━━━ Data for processing ━━━

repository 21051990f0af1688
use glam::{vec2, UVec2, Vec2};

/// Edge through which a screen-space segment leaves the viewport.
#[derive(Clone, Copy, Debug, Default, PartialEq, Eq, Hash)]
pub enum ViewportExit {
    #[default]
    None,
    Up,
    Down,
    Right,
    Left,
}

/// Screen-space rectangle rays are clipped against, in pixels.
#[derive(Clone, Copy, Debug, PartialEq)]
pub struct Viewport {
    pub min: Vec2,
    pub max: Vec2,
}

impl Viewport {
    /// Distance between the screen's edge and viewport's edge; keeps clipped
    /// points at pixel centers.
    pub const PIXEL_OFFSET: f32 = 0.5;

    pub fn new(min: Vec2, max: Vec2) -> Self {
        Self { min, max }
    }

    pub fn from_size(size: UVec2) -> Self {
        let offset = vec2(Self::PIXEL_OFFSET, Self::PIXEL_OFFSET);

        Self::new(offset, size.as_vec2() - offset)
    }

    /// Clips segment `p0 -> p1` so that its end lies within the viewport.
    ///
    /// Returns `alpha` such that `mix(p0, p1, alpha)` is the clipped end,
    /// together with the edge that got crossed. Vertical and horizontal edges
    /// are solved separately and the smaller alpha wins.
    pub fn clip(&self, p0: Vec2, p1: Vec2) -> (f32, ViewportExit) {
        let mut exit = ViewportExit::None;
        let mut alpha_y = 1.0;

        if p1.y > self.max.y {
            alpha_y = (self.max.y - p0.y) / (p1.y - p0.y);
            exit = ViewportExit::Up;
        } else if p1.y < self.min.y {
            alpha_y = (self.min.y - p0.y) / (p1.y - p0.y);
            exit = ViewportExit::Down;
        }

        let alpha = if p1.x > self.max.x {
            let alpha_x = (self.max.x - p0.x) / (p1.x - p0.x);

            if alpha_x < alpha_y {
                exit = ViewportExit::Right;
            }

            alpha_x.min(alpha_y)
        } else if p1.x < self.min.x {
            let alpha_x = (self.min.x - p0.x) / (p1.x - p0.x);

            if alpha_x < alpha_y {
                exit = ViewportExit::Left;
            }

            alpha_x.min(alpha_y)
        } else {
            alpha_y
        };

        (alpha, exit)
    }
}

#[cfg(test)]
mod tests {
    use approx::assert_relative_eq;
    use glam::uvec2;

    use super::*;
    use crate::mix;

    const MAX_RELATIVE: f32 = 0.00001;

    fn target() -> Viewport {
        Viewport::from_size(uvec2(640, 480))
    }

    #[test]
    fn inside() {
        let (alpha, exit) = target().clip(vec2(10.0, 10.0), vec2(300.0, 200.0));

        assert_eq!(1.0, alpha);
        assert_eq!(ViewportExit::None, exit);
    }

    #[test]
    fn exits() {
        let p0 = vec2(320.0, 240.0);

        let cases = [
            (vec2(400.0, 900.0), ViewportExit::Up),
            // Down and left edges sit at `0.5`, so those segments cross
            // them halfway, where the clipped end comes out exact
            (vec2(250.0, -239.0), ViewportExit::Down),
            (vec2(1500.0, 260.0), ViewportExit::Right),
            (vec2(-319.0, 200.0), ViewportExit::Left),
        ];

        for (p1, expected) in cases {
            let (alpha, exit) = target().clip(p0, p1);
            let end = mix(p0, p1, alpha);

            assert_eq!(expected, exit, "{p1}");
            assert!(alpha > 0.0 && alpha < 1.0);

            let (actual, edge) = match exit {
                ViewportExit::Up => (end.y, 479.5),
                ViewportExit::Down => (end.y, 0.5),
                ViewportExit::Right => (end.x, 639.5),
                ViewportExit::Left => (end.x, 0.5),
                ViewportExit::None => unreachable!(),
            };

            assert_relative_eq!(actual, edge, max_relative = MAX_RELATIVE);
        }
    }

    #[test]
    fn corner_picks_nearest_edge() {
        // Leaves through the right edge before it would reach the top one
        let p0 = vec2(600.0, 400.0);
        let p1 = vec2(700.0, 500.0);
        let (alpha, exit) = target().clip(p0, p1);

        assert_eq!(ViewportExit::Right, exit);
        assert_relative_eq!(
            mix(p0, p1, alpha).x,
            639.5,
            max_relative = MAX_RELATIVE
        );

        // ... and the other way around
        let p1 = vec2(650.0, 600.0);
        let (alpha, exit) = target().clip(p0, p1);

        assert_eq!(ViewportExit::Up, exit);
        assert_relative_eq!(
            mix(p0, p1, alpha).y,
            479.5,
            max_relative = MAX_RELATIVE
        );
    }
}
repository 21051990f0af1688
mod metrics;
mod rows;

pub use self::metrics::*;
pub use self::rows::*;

━━━
━━━ Data for processing ━━━

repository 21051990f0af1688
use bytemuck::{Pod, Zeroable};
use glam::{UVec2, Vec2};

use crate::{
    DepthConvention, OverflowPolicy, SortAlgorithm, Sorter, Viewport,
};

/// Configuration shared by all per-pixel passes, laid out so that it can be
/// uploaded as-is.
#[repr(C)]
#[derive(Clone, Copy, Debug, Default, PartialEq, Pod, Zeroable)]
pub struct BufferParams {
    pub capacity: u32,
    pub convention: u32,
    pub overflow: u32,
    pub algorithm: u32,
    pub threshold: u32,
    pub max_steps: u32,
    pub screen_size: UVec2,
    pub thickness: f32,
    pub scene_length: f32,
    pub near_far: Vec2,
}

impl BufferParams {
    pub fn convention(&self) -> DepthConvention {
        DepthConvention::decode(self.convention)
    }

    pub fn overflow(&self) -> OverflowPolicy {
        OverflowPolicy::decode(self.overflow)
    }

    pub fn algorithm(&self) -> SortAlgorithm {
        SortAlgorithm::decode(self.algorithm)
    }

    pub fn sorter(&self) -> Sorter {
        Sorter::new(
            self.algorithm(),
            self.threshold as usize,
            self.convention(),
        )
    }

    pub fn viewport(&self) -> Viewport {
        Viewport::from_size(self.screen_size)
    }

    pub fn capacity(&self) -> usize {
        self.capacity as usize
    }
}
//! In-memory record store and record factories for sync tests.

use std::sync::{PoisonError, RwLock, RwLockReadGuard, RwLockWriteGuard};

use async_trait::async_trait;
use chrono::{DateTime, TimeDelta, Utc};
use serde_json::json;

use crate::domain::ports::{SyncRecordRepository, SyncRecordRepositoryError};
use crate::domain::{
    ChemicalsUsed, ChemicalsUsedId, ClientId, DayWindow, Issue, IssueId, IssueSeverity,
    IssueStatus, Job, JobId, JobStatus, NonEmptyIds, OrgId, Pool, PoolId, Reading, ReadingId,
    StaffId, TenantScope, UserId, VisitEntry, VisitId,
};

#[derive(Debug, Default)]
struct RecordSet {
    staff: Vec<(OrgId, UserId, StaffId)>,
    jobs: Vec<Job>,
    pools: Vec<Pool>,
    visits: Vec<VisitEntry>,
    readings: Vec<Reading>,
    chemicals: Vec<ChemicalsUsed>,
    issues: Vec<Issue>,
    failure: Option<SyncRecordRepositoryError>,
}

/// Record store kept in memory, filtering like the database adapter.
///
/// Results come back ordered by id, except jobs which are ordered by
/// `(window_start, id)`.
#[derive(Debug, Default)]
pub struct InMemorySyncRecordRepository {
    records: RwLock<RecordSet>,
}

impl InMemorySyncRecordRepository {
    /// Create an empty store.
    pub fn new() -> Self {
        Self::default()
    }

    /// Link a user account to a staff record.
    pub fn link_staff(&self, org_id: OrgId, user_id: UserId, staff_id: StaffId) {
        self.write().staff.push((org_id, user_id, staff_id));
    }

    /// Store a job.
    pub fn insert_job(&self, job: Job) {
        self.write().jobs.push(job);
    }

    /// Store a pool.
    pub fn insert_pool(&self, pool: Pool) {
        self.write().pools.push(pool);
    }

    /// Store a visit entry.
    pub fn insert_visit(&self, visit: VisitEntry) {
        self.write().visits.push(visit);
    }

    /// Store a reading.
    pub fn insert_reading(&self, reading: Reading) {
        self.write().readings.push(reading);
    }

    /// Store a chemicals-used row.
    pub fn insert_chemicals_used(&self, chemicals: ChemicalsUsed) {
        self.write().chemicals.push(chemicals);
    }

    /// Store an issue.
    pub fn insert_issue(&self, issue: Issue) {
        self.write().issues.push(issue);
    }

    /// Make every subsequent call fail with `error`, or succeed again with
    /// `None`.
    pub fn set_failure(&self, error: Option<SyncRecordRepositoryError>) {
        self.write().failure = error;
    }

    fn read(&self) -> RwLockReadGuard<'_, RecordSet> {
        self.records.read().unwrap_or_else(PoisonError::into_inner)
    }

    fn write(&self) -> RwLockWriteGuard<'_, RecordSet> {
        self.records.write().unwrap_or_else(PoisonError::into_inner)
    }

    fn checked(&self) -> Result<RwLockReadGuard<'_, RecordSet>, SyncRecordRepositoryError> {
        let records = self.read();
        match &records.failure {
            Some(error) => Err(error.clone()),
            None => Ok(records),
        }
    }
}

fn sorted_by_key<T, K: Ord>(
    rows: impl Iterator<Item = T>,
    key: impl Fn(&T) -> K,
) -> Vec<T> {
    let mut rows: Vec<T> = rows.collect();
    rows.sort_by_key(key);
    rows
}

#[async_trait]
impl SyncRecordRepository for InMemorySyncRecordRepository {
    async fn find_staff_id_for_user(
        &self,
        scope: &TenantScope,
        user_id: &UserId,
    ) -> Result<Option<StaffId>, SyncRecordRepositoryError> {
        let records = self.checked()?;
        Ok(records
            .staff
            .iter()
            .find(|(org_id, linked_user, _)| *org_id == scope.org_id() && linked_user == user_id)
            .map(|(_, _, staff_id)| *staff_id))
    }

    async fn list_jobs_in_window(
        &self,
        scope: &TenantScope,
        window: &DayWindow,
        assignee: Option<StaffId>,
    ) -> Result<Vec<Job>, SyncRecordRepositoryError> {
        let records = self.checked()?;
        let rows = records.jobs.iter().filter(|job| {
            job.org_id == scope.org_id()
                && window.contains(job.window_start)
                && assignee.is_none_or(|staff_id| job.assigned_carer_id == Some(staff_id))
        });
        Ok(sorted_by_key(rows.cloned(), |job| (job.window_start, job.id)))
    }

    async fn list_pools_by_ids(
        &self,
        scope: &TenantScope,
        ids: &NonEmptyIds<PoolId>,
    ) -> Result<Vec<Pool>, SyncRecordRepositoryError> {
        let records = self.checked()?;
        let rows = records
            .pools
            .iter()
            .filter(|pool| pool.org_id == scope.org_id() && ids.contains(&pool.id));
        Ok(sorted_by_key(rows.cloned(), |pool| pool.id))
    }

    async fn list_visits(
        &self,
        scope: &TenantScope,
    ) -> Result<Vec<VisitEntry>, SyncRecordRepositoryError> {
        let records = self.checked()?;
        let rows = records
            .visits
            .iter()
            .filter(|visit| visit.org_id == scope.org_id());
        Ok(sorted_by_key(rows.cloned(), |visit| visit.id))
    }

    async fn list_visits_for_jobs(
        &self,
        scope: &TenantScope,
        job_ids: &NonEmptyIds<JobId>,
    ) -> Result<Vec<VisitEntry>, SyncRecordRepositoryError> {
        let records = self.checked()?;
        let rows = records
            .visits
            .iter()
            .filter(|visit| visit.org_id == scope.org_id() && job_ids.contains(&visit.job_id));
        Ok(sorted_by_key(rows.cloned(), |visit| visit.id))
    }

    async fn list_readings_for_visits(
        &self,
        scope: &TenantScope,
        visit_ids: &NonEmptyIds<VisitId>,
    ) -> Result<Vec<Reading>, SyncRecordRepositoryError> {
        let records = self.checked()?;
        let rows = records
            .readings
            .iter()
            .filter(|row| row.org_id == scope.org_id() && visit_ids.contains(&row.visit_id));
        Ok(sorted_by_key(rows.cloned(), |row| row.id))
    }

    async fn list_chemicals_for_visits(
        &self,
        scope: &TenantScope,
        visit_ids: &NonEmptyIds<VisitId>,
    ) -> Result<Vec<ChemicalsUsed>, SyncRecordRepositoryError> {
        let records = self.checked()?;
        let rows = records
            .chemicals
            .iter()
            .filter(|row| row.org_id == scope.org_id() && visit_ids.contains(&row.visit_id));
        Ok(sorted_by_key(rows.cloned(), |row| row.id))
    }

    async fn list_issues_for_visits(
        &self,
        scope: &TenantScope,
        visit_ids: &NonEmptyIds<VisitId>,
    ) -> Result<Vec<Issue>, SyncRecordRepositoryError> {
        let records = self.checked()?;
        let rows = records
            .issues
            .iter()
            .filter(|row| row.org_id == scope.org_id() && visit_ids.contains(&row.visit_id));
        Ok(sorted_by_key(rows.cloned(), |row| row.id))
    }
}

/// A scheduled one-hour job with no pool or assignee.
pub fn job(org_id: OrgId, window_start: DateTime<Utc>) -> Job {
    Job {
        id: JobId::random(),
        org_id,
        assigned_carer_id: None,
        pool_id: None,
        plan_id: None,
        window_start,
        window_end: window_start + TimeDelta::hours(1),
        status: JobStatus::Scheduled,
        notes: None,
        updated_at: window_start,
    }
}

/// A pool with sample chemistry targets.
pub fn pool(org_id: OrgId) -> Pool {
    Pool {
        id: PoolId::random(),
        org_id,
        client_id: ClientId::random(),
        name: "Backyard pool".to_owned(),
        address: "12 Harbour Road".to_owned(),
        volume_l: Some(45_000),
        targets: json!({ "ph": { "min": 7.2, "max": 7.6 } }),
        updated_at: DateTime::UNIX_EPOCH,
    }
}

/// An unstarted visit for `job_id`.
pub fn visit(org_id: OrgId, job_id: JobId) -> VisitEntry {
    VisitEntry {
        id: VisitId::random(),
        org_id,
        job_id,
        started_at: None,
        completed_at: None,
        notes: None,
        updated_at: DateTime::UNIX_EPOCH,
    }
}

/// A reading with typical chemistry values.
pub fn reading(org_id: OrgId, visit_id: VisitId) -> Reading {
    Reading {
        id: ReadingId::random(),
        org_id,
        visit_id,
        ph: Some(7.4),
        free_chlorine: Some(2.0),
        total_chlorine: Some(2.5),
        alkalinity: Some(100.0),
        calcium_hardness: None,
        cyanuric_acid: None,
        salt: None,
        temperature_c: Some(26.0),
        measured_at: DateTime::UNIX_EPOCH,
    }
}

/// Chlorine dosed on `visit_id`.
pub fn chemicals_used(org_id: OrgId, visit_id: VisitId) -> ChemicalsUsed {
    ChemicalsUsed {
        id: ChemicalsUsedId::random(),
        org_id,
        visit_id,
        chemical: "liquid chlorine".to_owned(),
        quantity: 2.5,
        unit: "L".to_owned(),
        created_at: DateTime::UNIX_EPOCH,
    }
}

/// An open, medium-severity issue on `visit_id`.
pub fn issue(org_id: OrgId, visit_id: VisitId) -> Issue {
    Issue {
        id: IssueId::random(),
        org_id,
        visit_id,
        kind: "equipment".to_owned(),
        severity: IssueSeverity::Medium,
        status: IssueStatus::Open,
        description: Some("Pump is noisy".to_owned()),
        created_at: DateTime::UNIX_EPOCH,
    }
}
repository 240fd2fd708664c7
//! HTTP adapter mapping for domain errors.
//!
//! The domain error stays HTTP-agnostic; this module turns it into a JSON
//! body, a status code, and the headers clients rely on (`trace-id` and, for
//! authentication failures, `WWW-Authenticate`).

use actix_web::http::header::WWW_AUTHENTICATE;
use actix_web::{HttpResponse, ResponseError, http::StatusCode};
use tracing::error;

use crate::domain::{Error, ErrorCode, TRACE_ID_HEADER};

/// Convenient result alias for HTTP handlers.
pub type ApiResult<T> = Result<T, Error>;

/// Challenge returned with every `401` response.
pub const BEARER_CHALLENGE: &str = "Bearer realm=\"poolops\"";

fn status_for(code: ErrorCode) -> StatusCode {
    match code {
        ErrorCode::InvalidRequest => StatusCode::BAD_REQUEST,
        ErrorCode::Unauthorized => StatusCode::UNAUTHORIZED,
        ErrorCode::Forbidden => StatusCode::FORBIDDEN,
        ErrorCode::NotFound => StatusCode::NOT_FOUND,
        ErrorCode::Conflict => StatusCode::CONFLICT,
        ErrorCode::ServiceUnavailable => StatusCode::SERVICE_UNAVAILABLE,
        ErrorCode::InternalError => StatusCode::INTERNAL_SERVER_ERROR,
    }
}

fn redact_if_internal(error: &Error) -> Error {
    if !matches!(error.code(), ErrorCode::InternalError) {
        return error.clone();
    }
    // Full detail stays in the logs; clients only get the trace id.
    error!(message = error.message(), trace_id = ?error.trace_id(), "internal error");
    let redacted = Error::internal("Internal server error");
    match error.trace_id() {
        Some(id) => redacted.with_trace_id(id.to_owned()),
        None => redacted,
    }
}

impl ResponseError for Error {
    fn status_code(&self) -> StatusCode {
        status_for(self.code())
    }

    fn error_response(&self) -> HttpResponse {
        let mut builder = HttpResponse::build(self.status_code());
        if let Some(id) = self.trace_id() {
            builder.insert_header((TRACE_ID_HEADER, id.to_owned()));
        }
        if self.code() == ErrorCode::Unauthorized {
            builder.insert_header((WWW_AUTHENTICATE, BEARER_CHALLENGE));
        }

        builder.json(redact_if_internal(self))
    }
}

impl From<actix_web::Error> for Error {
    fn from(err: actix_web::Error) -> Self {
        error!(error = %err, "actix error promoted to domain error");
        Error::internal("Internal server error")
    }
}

━━━
━━━ Data for processing ━━━

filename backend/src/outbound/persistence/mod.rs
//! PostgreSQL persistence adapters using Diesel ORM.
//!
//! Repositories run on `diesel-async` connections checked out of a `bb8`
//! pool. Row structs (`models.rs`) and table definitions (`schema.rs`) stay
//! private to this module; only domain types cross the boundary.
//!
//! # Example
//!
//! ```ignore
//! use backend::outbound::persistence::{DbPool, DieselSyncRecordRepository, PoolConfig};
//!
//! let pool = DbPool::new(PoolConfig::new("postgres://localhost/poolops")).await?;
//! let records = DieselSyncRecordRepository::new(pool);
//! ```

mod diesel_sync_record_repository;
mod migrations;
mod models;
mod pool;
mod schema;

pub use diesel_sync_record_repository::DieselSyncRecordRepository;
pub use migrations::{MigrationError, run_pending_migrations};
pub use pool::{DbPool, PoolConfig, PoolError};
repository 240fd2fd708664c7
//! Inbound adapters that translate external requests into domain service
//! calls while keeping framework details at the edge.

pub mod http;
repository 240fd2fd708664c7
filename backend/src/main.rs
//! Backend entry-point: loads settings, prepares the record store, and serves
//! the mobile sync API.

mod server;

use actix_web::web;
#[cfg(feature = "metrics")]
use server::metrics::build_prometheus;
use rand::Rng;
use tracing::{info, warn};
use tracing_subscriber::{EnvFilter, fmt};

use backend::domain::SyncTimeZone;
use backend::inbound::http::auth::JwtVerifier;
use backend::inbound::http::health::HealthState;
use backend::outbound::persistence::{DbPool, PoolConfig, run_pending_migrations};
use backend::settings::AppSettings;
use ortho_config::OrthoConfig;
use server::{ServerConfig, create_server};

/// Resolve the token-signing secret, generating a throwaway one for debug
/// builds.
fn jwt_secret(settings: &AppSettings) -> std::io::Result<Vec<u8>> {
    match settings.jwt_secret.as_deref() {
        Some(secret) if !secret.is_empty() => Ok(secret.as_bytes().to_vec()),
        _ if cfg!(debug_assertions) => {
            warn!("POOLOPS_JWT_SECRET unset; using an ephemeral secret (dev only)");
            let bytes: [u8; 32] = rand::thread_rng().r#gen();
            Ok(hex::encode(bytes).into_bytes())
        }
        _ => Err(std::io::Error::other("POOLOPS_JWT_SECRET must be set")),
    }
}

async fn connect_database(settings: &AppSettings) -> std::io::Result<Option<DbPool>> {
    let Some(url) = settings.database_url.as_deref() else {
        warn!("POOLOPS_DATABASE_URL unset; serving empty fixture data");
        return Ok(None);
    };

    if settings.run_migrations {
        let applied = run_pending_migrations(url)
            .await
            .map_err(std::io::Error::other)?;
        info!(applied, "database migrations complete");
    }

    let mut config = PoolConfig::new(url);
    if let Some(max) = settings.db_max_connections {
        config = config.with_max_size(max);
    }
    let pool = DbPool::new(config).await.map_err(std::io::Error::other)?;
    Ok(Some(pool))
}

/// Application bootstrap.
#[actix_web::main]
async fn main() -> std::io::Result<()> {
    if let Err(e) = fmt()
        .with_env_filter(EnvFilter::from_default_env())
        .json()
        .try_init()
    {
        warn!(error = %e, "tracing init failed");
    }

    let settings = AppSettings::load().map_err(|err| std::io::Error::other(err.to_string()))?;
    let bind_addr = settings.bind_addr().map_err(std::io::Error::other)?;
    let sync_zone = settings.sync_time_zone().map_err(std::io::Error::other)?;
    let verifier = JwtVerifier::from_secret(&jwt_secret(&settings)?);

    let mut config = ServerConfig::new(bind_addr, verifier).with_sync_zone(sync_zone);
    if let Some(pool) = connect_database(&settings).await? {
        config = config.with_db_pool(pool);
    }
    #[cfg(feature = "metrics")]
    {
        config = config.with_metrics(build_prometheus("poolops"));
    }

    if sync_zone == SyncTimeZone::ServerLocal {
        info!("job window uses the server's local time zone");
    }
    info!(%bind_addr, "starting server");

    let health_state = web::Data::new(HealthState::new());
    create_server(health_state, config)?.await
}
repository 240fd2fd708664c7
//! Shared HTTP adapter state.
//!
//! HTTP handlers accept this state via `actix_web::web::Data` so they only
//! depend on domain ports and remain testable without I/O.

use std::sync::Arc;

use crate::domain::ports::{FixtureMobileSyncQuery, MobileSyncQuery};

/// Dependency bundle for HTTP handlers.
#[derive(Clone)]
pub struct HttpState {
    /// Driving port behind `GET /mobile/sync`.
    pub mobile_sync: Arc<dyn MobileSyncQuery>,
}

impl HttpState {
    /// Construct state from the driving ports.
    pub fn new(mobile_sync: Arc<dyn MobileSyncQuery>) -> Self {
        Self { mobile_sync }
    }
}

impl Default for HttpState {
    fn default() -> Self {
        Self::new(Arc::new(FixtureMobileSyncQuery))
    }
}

━━━

Assignment:
Show the lines above that include "JobId".

Your solution:
    IssueStatus, Job, JobId, JobStatus, NonEmptyIds, OrgId, Pool, PoolId, Reading, ReadingId,
        job_ids: &NonEmptyIds<JobId>,
        id: JobId::random(),
pub fn visit(org_id: OrgId, job_id: JobId) -> VisitEntry {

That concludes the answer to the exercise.